Module pearl.policy_learners.policy_learner

Expand source code
from abc import ABC, abstractmethod
from typing import Any, Dict, Optional, TypeVar

import torch
from pearl.action_representation_modules.action_representation_module import (
    ActionRepresentationModule,
)
from pearl.action_representation_modules.identity_action_representation_module import (
    IdentityActionRepresentationModule,
)
from pearl.api.action import Action
from pearl.api.action_space import ActionSpace
from pearl.history_summarization_modules.history_summarization_module import (
    HistorySummarizationModule,
    SubjectiveState,
)
from pearl.history_summarization_modules.identity_history_summarization_module import (
    IdentityHistorySummarizationModule,
)
from pearl.policy_learners.exploration_modules.common.no_exploration import (
    NoExploration,
)
from pearl.policy_learners.exploration_modules.exploration_module import (
    ExplorationModule,
)
from pearl.replay_buffers.replay_buffer import ReplayBuffer
from pearl.replay_buffers.transition import TransitionBatch
from pearl.utils.device import is_distribution_enabled
from pearl.utils.instantiations.spaces.discrete_action import DiscreteActionSpace


class PolicyLearner(torch.nn.Module, ABC):
    """
    An abstract interface for policy learners.

    Important requirements for policy learners using tensors:
        1. Attribute `requires_tensors` must be `True` (this is the default).
        2. If a policy learner is to operate on a given torch device,
           the policy learner must be moved to that device using method `to(device)`.
        3. All inputs to policy leaners must be moved to the proper device,
           including `TransitionBatch`es (which also have a `to(device)` method).
    """

    # See https://mypy.readthedocs.io/en/latest/generics.html#generic-methods-and-generic-self for the use  # noqa E501
    # of `T` to annotate `self`. At least one method of `PolicyLearner`
    # returns `self` and we want those return values to be
    # the type of the subclass, not the looser type of `PolicyLearner`.
    T = TypeVar("T", bound="PolicyLearner")

    def __init__(
        self,
        on_policy: bool,
        is_action_continuous: bool,
        action_space: Optional[ActionSpace] = None,
        training_rounds: int = 100,
        batch_size: int = 1,
        requires_tensors: bool = True,
        action_representation_module: Optional[ActionRepresentationModule] = None,
        **options: Any,
    ) -> None:
        super(PolicyLearner, self).__init__()

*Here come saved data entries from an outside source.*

use crate::converters::gemini::GeminiPart;
use crate::converters::helpers::lenient;
use serde::{Deserialize, Serialize};

#[derive(Debug, Clone, PartialEq, Serialize, Deserialize)]
pub struct GeminiContent {
    #[serde(default, deserialize_with = "lenient", skip_serializing_if = "Option::is_none")]
    pub role: Option<String>, // "user" or "model"
    #[serde(default)]
    pub parts: Vec<GeminiPart>,
}
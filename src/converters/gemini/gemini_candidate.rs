use crate::converters::gemini::GeminiContent;
use crate::converters::helpers::lenient;
use serde::{Deserialize, Serialize};

#[derive(Debug, Clone, PartialEq, Serialize, Deserialize)]
pub struct GeminiCandidate {
    // Missing entirely when the candidate was blocked
    #[serde(default, deserialize_with = "lenient")]
    pub content: Option<GeminiContent>,
    // Kept as the raw enum string (STOP, MAX_TOKENS, SAFETY, ...) so new values pass through
    #[serde(rename = "finishReason")]
    #[serde(default, deserialize_with = "lenient", skip_serializing_if = "Option::is_none")]
    pub finish_reason: Option<String>,
    #[serde(default, deserialize_with = "lenient", skip_serializing_if = "Option::is_none")]
    pub index: Option<u32>,
}
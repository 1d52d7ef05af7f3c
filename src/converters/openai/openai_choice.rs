use crate::converters::helpers::lenient;
use crate::converters::openai::OpenAIResponseMessage;
use serde::{Deserialize, Serialize};

#[derive(Debug, Clone, PartialEq, Serialize, Deserialize)]
pub struct OpenAIChoice {
    #[serde(default, deserialize_with = "lenient")]
    pub index: Option<u32>,
    #[serde(default, deserialize_with = "lenient")]
    pub message: Option<OpenAIResponseMessage>,
    #[serde(default, deserialize_with = "lenient")]
    pub finish_reason: Option<String>,
}
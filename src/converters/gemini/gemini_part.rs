use serde::{Deserialize, Serialize};
use serde_json::Value;

#[derive(Debug, Clone, PartialEq, Serialize, Deserialize)]
#[serde(untagged)]
pub enum GeminiPart {
    Text {
        text: String,
        #[serde(skip_serializing_if = "Option::is_none")]
        thought: Option<bool>,
    },
    // functionCall, inlineData, executableCode, ...; none of them carry answer text
    Other(Value),
}

impl GeminiPart {
    pub fn text(text: impl Into<String>) -> Self {
        GeminiPart::Text { text: text.into(), thought: None }
    }

    pub fn as_text(&self) -> Option<&str> {
        match self {
            GeminiPart::Text { text, .. } => Some(text),
            GeminiPart::Other(_) => None,
        }
    }
}
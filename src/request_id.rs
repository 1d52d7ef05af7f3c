use axum::{
    extract::Request,
    http::{HeaderName, HeaderValue},
    middleware::Next,
    response::Response,
};
use tracing::{Instrument, info_span};
use uuid::Uuid;

pub static X_REQUEST_ID: HeaderName = HeaderName::from_static("x-request-id");

#[derive(Clone, Debug, PartialEq, Eq)]
pub struct RequestId(pub String);

impl RequestId {
    pub fn generate() -> Self {
        RequestId(Uuid::new_v4().to_string())
    }

    pub fn as_str(&self) -> &str {
        &self.0
    }
}

/// Tags every request with an id (the caller's `x-request-id`, or a fresh one),
/// runs it inside a span carrying that id and echoes it back on the response.
pub async fn inject_request_id(mut req: Request, next: Next) -> Response {
    let id = req
        .headers()
        .get(&X_REQUEST_ID)
        .and_then(|v| v.to_str().ok())
        .filter(|s| !s.is_empty())
        .map(|s| RequestId(s.to_string()))
        .unwrap_or_else(RequestId::generate);

    req.extensions_mut().insert(id.clone());

    let span = info_span!(
        "http_request",
        trace_id = %id.as_str(),
        method = %req.method(),
        path = %req.uri().path()
    );

    let mut resp = next.run(req).instrument(span).await;

    if let Ok(val) = HeaderValue::from_str(id.as_str()) {
        resp.headers_mut().insert(X_REQUEST_ID.clone(), val);
    }
    resp
}
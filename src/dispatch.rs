use crate::config::Provider;
use crate::error::GatewayError;
use crate::llm_client::LlmClient;
use crate::models::{CanonicalResult, Completion, PromptRequest};
use crate::request_id::RequestId;
use futures::future::BoxFuture;
use futures::stream::{FuturesUnordered, StreamExt};
use std::sync::Arc;
use std::time::{Duration, Instant};
use tracing::{error, info};

/// What one provider produced for one request.
#[derive(Debug)]
pub struct ProviderOutcome {
    pub provider: Provider,
    pub latency: Duration,
    pub result: Result<Completion, GatewayError>,
}

impl ProviderOutcome {
    pub fn latency_ms(&self) -> u64 {
        self.latency.as_millis() as u64
    }

    pub fn to_canonical(&self) -> CanonicalResult {
        CanonicalResult::new(self.provider, &self.result, self.latency_ms())
    }
}

/// Fans a prompt out to the configured providers.
///
/// Each provider call runs in its own task: a slow, failing or panicking
/// adapter cannot delay, cancel or corrupt another provider's outcome.
#[derive(Debug, Clone)]
pub struct Dispatcher {
    client: Arc<LlmClient>,
    providers: Vec<Provider>,
}

impl Dispatcher {
    pub fn new(client: Arc<LlmClient>) -> Self {
        Self::with_providers(client, Provider::ALL.to_vec())
    }

    pub fn with_providers(client: Arc<LlmClient>, providers: Vec<Provider>) -> Self {
        Self { client, providers }
    }

    pub fn providers(&self) -> &[Provider] {
        &self.providers
    }

    pub async fn dispatch(
        &self,
        provider: Provider,
        request: Arc<PromptRequest>,
        request_id: Option<RequestId>,
    ) -> ProviderOutcome {
        let started = Instant::now();
        let client = self.client.clone();
        let task = tokio::spawn(async move {
            client.invoke(provider, &request, request_id.as_ref()).await
        });
        let result = match task.await {
            Ok(result) => result,
            Err(e) => {
                error!("{} adapter task failed: {}", provider, e);
                Err(GatewayError::Internal(format!("{} adapter task failed", provider)))
            }
        };
        let outcome = ProviderOutcome { provider, latency: started.elapsed(), result };
        match &outcome.result {
            Ok(_) => info!("{} settled in {} ms", provider, outcome.latency_ms()),
            Err(e) => info!("{} failed after {} ms: {}", provider, outcome.latency_ms(), e),
        }
        outcome
    }

    /// All providers at once; outcomes are yielded in settle order.
    pub fn fan_out_unordered(
        &self,
        request: PromptRequest,
        request_id: Option<RequestId>,
    ) -> FuturesUnordered<BoxFuture<'static, ProviderOutcome>> {
        let request = Arc::new(request);
        self.providers
            .iter()
            .map(|&provider| {
                let this = self.clone();
                let request = request.clone();
                let request_id = request_id.clone();
                let fut: BoxFuture<'static, ProviderOutcome> =
                    Box::pin(async move { this.dispatch(provider, request, request_id).await });
                fut
            })
            .collect()
    }

    /// All providers at once; returns when every one has settled, in provider order.
    pub async fn fan_out(&self, request: PromptRequest, request_id: Option<RequestId>) -> Vec<ProviderOutcome> {
        let mut outcomes: Vec<ProviderOutcome> = self.fan_out_unordered(request, request_id).collect().await;
        outcomes.sort_by_key(|o| o.provider);
        outcomes
    }
}
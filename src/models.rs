use crate::config::Provider;
use crate::error::GatewayError;
use serde::{Deserialize, Deserializer, Serialize};
use serde_json::{Number, Value};

/// Provider-agnostic prompt, as posted by callers.
#[derive(Debug, Clone, Default, PartialEq, Serialize, Deserialize)]
#[serde(rename_all = "camelCase")]
pub struct PromptRequest {
    #[serde(default)]
    pub prompt: String,
    #[serde(default, deserialize_with = "number_or_none", skip_serializing_if = "Option::is_none")]
    pub temperature: Option<Number>,
    #[serde(default, deserialize_with = "number_or_none", skip_serializing_if = "Option::is_none")]
    pub max_tokens: Option<Number>,
}

// Strings, nulls, booleans and objects are all "absent": the adapter default applies.
fn number_or_none<'de, D>(deserializer: D) -> Result<Option<Number>, D::Error>
where
    D: Deserializer<'de>,
{
    match Value::deserialize(deserializer)? {
        Value::Number(n) => Ok(Some(n)),
        _ => Ok(None),
    }
}

impl PromptRequest {
    pub fn new(prompt: impl Into<String>) -> Self {
        Self {
            prompt: prompt.into(),
            ..Default::default()
        }
    }

    pub fn with_temperature(mut self, temperature: f64) -> Self {
        self.temperature = Number::from_f64(temperature);
        self
    }

    pub fn with_max_tokens(mut self, max_tokens: u32) -> Self {
        self.max_tokens = Some(Number::from(max_tokens));
        self
    }

    /// The prompt is opaque text: it is checked for emptiness but never trimmed.
    pub fn validate(&self) -> Result<(), GatewayError> {
        if self.prompt.is_empty() {
            return Err(GatewayError::InvalidRequest("prompt is required".to_string()));
        }
        Ok(())
    }
}

/// A successful, normalized provider answer.
#[derive(Debug, Clone, PartialEq)]
pub struct Completion {
    pub text: String,
    pub finish_reason: Option<String>,
    pub usage: Option<Value>,
    pub model_version: Option<String>,
    /// Upstream body exactly as received
    pub raw: Value,
}

#[derive(Debug, Clone, Copy, PartialEq, Eq, Serialize, Deserialize)]
#[serde(rename_all = "lowercase")]
pub enum CallStatus {
    Running,
    Done,
    Error,
}

/// Wire form of one provider's outcome in fan-out responses.
///
/// Exactly one of `text` and `error` is set.
#[derive(Debug, Clone, PartialEq, Serialize, Deserialize)]
#[serde(rename_all = "camelCase")]
pub struct CanonicalResult {
    pub provider: Provider,
    pub status: CallStatus,
    #[serde(skip_serializing_if = "Option::is_none")]
    pub text: Option<String>,
    pub finish_reason: Option<String>,
    pub usage: Option<Value>,
    pub model_version: Option<String>,
    #[serde(skip_serializing_if = "Option::is_none")]
    pub error: Option<String>,
    pub latency_ms: u64,
}

impl CanonicalResult {
    pub fn new(provider: Provider, result: &Result<Completion, GatewayError>, latency_ms: u64) -> Self {
        match result {
            Ok(c) => Self {
                provider,
                status: CallStatus::Done,
                text: Some(c.text.clone()),
                finish_reason: c.finish_reason.clone(),
                usage: c.usage.clone(),
                model_version: c.model_version.clone(),
                error: None,
                latency_ms,
            },
            Err(e) => Self {
                provider,
                status: CallStatus::Error,
                text: None,
                finish_reason: None,
                usage: None,
                model_version: None,
                error: Some(e.to_string()),
                latency_ms,
            },
        }
    }
}

/// Body of `POST /api/gemini`.
#[derive(Debug, Clone, PartialEq, Serialize, Deserialize)]
#[serde(rename_all = "camelCase")]
pub struct GeminiReply {
    pub text: String,
    pub finish_reason: Option<String>,
    pub usage_metadata: Option<Value>,
    pub model_version: Option<String>,
}

impl From<Completion> for GeminiReply {
    fn from(c: Completion) -> Self {
        Self {
            text: c.text,
            finish_reason: c.finish_reason,
            usage_metadata: c.usage,
            model_version: c.model_version,
        }
    }
}

#[cfg(test)]
mod tests {
    use super::*;
    use serde_json::json;

    #[test]
    fn test_non_numeric_options_are_absent() {
        let req: PromptRequest = serde_json::from_value(json!({
            "prompt": "hi",
            "temperature": "0.9",
            "maxTokens": null
        }))
        .unwrap();
        assert_eq!(req.temperature, None);
        assert_eq!(req.max_tokens, None);

        let req: PromptRequest = serde_json::from_value(json!({
            "prompt": "hi",
            "temperature": true,
            "maxTokens": {"n": 5}
        }))
        .unwrap();
        assert_eq!(req.temperature, None);
        assert_eq!(req.max_tokens, None);
    }

    #[test]
    fn test_numeric_options_kept() {
        let req: PromptRequest = serde_json::from_value(json!({
            "prompt": "hi",
            "temperature": 0.25,
            "maxTokens": 128
        }))
        .unwrap();
        assert_eq!(req.temperature, Number::from_f64(0.25));
        assert_eq!(req.max_tokens, Some(Number::from(128)));
    }

    #[test]
    fn test_validate() {
        assert!(PromptRequest::default().validate().is_err());
        // whitespace is still a prompt; it is never trimmed
        assert!(PromptRequest::new("  ").validate().is_ok());
    }

    #[test]
    fn test_canonical_result_shape() {
        let ok = Ok(Completion {
            text: "4".to_string(),
            finish_reason: Some("STOP".to_string()),
            usage: None,
            model_version: None,
            raw: json!({}),
        });
        let value = serde_json::to_value(CanonicalResult::new(Provider::Gemini, &ok, 12)).unwrap();
        assert_eq!(value["status"], "done");
        assert_eq!(value["text"], "4");
        assert_eq!(value["latencyMs"], 12);
        assert!(value.get("error").is_none());

        let failed = Err(GatewayError::MissingCredential("GROQ_API_KEY".to_string()));
        let value = serde_json::to_value(CanonicalResult::new(Provider::Groq, &failed, 0)).unwrap();
        assert_eq!(value["status"], "error");
        assert_eq!(value["error"], "GROQ_API_KEY not set");
        assert!(value.get("text").is_none());
        assert_eq!(value["finishReason"], Value::Null);
    }
}
//! Per-provider reaction tallies.
//!
//! The store is an external collaborator in production (any key-value
//! service with change notification will do); [`MemoryReactionStore`] is
//! the in-process implementation the gateway ships with.

use async_trait::async_trait;
use serde::{Deserialize, Serialize};
use std::collections::{BTreeMap, HashMap};
use tokio::sync::{RwLock, watch};
use tracing::debug;

/// Reaction kind -> count.
pub type ReactionRecord = BTreeMap<String, u64>;

#[derive(Debug, Clone, Copy, PartialEq, Eq, Serialize, Deserialize)]
#[serde(rename_all = "lowercase")]
pub enum ReactionKind {
    Like,
    Good,
    Meh,
}

impl ReactionKind {
    pub const ALL: [ReactionKind; 3] = [ReactionKind::Like, ReactionKind::Good, ReactionKind::Meh];

    pub fn as_str(&self) -> &'static str {
        match self {
            ReactionKind::Like => "like",
            ReactionKind::Good => "good",
            ReactionKind::Meh => "meh",
        }
    }

    pub fn from_name(name: &str) -> Option<Self> {
        Self::ALL.into_iter().find(|k| k.as_str() == name)
    }
}

/// All kinds at zero; what a key reads as before anyone reacted.
pub fn empty_record() -> ReactionRecord {
    ReactionKind::ALL
        .iter()
        .map(|k| (k.as_str().to_string(), 0))
        .collect()
}

/// Receiver side of a subscription. Holds `None` until the key is first written.
pub type ReactionSubscription = watch::Receiver<Option<ReactionRecord>>;

#[async_trait]
pub trait ReactionStore: Send + Sync {
    async fn get(&self, key: &str) -> Option<ReactionRecord>;

    /// With `merge`, fields in `record` overwrite stored fields and the rest are
    /// kept; without it the stored record is replaced. Last writer wins per field.
    async fn set(&self, key: &str, record: ReactionRecord, merge: bool);

    /// The receiver sees the current record immediately and every later change.
    async fn subscribe(&self, key: &str) -> ReactionSubscription;
}

/// Read-modify-write increment.
///
/// Not atomic across `get` and `set`: two writers racing on the same key
/// can lose an increment. Counts are approximate by contract.
pub async fn add_reaction(store: &dyn ReactionStore, key: &str, kind: ReactionKind) -> ReactionRecord {
    let mut record = store.get(key).await.unwrap_or_else(empty_record);
    *record.entry(kind.as_str().to_string()).or_insert(0) += 1;
    store.set(key, record.clone(), true).await;
    debug!("reaction {} on {} -> {:?}", kind.as_str(), key, record);
    record
}

#[derive(Debug, Default)]
pub struct MemoryReactionStore {
    // The watch sender doubles as the storage cell for its key
    records: RwLock<HashMap<String, watch::Sender<Option<ReactionRecord>>>>,
}

impl MemoryReactionStore {
    pub fn new() -> Self {
        Self::default()
    }
}

#[async_trait]
impl ReactionStore for MemoryReactionStore {
    async fn get(&self, key: &str) -> Option<ReactionRecord> {
        let records = self.records.read().await;
        records.get(key).and_then(|tx| tx.borrow().clone())
    }

    async fn set(&self, key: &str, record: ReactionRecord, merge: bool) {
        let mut records = self.records.write().await;
        let tx = records
            .entry(key.to_string())
            .or_insert_with(|| watch::channel(None).0);
        tx.send_modify(|current| {
            if merge {
                if let Some(existing) = current.as_mut() {
                    existing.extend(record);
                    return;
                }
            }
            *current = Some(record);
        });
    }

    async fn subscribe(&self, key: &str) -> ReactionSubscription {
        let mut records = self.records.write().await;
        records
            .entry(key.to_string())
            .or_insert_with(|| watch::channel(None).0)
            .subscribe()
    }
}

#[cfg(test)]
mod tests {
    use super::*;
    use std::sync::Arc;

    #[tokio::test]
    async fn test_unknown_key_is_absent() {
        let store = MemoryReactionStore::new();
        assert_eq!(store.get("gemini").await, None);
    }

    #[tokio::test]
    async fn test_add_reaction_counts() {
        let store = MemoryReactionStore::new();
        add_reaction(&store, "gemini", ReactionKind::Like).await;
        add_reaction(&store, "gemini", ReactionKind::Like).await;
        let record = add_reaction(&store, "gemini", ReactionKind::Meh).await;

        assert_eq!(record["like"], 2);
        assert_eq!(record["good"], 0);
        assert_eq!(record["meh"], 1);
        assert_eq!(store.get("gemini").await, Some(record));
        assert_eq!(store.get("groq").await, None);
    }

    #[tokio::test]
    async fn test_set_merge_and_replace() {
        let store = MemoryReactionStore::new();
        store.set("openai", empty_record(), false).await;
        store
            .set("openai", BTreeMap::from([("good".to_string(), 7)]), true)
            .await;
        let merged = store.get("openai").await.unwrap();
        assert_eq!(merged["good"], 7);
        assert_eq!(merged["like"], 0);

        store
            .set("openai", BTreeMap::from([("meh".to_string(), 1)]), false)
            .await;
        let replaced = store.get("openai").await.unwrap();
        assert_eq!(replaced.len(), 1);
        assert_eq!(replaced["meh"], 1);
    }

    #[tokio::test]
    async fn test_subscriber_sees_changes() {
        let store = Arc::new(MemoryReactionStore::new());
        let mut rx = store.subscribe("groq").await;
        assert_eq!(*rx.borrow_and_update(), None);

        add_reaction(store.as_ref(), "groq", ReactionKind::Good).await;
        rx.changed().await.unwrap();
        let seen = rx.borrow_and_update().clone().unwrap();
        assert_eq!(seen["good"], 1);

        // Late subscribers start from the current record
        let late = store.subscribe("groq").await;
        assert_eq!(late.borrow().as_ref().unwrap()["good"], 1);
    }

    #[test]
    fn test_kind_names() {
        assert_eq!(ReactionKind::from_name("meh"), Some(ReactionKind::Meh));
        assert_eq!(ReactionKind::from_name("love"), None);
        assert_eq!(empty_record().len(), 3);
    }
}
use serde::{Deserialize, Serialize};

#[derive(Debug, Clone, PartialEq, Serialize, Deserialize)]
pub struct OpenAIMessage {
    pub role: String,
    pub content: String,
}

impl OpenAIMessage {
    pub fn user(content: impl Into<String>) -> Self {
        Self { role: "user".to_string(), content: content.into() }
    }
}
pub mod gemini_candidate;
pub mod gemini_content;
pub mod gemini_generation_config;
pub mod gemini_part;
pub mod gemini_request;
pub mod gemini_response;

pub use gemini_candidate::GeminiCandidate;
pub use gemini_content::GeminiContent;
pub use gemini_generation_config::GeminiGenerationConfig;
pub use gemini_part::GeminiPart;
pub use gemini_request::GeminiRequest;
pub use gemini_response::GeminiResponse;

        self._exploration_module: ExplorationModule = (
            options["exploration_module"]
            if "exploration_module" in options
            else NoExploration()
        )

        # User needs to either provide the action space or an action representation module at
        # policy learner's initialization for sequential decision making.
        if action_representation_module is None:
            if action_space is not None:
                # If a policy learner is initialized with an action space, then we assume that
                # the agent does not need dynamic action space support.
                self._action_representation_module: ActionRepresentationModule = (
                    IdentityActionRepresentationModule(
                        max_number_actions=action_space.n
                        if isinstance(action_space, DiscreteActionSpace)
                        else -1,
                        representation_dim=action_space.action_dim,
                    )
                )
            else:
                # This is only used in the case of bandit learning applications.
                # TODO: add action representation module for bandit learning applications.
                self._action_representation_module = (
                    IdentityActionRepresentationModule()
                )
        else:
            # User needs to at least specify action dimensions if no action_space is provided.
            assert action_representation_module.representation_dim != -1
            self._action_representation_module = action_representation_module

        self._history_summarization_module: HistorySummarizationModule = (
            IdentityHistorySummarizationModule()
        )

        self._training_rounds = training_rounds
        self._batch_size = batch_size
        self._training_steps = 0
        self.on_policy = on_policy
        self.is_action_continuous = is_action_continuous
        self.distribution_enabled: bool = is_distribution_enabled()
        self.requires_tensors = requires_tensors

    @property
    def batch_size(self) -> int:
        return self._batch_size

    @property
    def exploration_module(self) -> ExplorationModule:
        return self._exploration_module

    @property
    def action_representation_module(self) -> ActionRepresentationModule:
        return self._action_representation_module

    @exploration_module.setter
    def exploration_module(self, new_exploration_module: ExplorationModule) -> None:
        self._exploration_module = new_exploration_module

    def get_action_representation_module(self) -> ActionRepresentationModule:
        return self._action_representation_module

    def set_history_summarization_module(
        self, value: HistorySummarizationModule
    ) -> None:
        self._history_summarization_module = value

    def reset(self, action_space: ActionSpace) -> None:
        """Resets policy maker for a new episode. Default implementation does nothing."""
        pass

    @abstractmethod
    def act(
        self,
        subjective_state: SubjectiveState,
        available_action_space: ActionSpace,
        exploit: bool = False,
    ) -> Action:
        pass

    def learn(
        self,
        replay_buffer: ReplayBuffer,
    ) -> Dict[str, Any]:
        """
        Args:
            replay_buffer: buffer instance which learn is reading from

        Returns:
            A dictionary which includes useful metrics
        """
        batch_size = self._batch_size if not self.on_policy else len(replay_buffer)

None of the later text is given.